Every line with "since" in it must be copied from the data.

───

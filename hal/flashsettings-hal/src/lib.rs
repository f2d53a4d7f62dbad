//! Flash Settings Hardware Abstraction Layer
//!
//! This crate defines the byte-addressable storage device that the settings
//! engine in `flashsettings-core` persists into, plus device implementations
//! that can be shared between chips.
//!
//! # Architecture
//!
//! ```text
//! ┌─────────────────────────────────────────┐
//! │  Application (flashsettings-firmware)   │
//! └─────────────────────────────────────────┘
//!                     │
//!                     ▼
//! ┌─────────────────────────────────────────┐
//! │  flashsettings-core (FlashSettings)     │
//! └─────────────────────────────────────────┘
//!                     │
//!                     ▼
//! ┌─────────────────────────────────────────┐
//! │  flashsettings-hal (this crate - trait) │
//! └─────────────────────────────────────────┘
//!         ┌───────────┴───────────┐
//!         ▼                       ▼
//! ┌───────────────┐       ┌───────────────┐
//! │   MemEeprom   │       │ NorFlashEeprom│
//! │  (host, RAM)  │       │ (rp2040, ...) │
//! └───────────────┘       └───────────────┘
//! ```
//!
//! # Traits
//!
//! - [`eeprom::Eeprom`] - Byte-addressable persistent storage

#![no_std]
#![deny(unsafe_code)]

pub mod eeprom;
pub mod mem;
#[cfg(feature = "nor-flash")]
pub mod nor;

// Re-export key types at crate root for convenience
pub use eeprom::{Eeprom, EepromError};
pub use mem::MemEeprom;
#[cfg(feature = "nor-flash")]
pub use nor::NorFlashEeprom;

───

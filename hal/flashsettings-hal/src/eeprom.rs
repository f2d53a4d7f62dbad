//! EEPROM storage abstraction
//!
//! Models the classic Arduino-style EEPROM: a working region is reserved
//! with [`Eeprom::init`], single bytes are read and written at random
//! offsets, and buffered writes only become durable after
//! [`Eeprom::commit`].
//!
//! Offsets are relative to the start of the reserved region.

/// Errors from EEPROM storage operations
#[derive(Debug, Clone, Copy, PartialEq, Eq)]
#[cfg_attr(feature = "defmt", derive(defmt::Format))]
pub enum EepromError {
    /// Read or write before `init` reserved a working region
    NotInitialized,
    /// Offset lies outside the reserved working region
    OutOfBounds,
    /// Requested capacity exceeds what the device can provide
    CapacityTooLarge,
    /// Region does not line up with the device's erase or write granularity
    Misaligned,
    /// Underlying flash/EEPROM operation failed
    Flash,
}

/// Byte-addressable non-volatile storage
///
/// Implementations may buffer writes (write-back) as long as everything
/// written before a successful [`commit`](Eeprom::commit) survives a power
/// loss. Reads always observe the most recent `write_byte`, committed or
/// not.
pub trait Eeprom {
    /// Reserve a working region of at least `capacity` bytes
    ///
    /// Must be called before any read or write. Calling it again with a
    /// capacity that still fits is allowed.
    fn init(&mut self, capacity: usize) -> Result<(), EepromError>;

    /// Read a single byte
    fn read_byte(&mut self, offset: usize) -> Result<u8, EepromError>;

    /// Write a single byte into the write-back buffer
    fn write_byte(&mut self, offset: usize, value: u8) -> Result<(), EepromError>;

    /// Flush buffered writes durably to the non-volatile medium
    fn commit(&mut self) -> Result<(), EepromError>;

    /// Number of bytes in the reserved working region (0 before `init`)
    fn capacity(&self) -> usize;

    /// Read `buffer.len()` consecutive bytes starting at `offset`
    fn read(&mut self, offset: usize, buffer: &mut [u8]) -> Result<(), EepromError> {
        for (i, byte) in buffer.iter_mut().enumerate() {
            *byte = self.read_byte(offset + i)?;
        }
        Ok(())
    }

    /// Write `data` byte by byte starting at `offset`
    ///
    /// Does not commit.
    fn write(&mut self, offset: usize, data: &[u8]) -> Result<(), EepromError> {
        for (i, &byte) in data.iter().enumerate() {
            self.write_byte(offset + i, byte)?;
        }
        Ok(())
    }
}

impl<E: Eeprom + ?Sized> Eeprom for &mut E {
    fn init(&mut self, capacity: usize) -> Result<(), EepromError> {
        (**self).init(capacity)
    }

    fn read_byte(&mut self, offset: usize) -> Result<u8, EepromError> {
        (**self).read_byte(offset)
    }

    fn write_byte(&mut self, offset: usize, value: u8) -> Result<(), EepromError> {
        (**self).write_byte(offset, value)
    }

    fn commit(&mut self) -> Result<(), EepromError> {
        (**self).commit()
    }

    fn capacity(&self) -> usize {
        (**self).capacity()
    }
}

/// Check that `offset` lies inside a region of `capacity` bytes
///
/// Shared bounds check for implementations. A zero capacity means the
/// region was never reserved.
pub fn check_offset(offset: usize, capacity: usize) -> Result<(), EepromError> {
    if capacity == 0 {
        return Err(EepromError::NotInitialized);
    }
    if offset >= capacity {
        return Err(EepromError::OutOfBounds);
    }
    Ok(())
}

───

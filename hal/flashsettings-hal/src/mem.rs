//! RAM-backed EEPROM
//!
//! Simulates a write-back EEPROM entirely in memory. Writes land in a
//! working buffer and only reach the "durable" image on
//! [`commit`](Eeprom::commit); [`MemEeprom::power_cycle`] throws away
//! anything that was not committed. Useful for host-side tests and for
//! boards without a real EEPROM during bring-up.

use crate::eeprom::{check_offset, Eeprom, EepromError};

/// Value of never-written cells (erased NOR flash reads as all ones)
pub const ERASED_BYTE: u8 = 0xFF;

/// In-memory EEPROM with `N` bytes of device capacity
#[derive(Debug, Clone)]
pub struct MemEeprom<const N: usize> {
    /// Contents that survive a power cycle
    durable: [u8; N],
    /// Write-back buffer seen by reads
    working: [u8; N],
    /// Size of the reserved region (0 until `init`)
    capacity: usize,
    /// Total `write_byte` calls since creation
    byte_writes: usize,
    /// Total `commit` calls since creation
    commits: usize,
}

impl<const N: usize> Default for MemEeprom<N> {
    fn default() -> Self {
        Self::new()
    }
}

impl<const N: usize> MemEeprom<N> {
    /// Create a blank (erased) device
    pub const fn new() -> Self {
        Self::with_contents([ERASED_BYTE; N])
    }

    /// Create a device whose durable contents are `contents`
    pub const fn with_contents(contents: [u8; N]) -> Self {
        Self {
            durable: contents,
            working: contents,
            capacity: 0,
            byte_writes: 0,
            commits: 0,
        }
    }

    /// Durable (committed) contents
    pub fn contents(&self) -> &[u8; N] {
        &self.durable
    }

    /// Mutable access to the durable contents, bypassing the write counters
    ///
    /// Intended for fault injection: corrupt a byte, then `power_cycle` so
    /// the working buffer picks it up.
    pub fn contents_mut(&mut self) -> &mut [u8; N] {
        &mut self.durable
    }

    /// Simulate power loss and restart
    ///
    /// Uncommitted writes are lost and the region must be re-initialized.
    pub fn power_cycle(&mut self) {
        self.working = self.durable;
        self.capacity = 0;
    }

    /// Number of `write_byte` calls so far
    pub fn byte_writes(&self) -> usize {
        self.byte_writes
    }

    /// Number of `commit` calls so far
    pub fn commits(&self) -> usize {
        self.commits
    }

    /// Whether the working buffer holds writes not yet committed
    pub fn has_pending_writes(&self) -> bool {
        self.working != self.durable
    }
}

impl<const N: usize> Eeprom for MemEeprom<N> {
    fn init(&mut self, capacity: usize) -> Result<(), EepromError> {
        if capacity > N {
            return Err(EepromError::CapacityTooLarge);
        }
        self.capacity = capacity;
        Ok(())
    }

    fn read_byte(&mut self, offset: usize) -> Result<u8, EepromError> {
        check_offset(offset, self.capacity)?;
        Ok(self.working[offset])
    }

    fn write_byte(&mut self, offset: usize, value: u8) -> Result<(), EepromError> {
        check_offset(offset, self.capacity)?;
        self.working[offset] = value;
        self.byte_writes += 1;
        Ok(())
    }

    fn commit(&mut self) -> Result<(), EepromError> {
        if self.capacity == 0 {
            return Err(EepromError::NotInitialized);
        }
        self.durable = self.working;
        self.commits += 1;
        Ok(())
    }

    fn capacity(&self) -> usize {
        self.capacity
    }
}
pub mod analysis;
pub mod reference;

───

▸ **Output for this exercise**
    /// Total `write_byte` calls since creation
    /// Total `commit` calls since creation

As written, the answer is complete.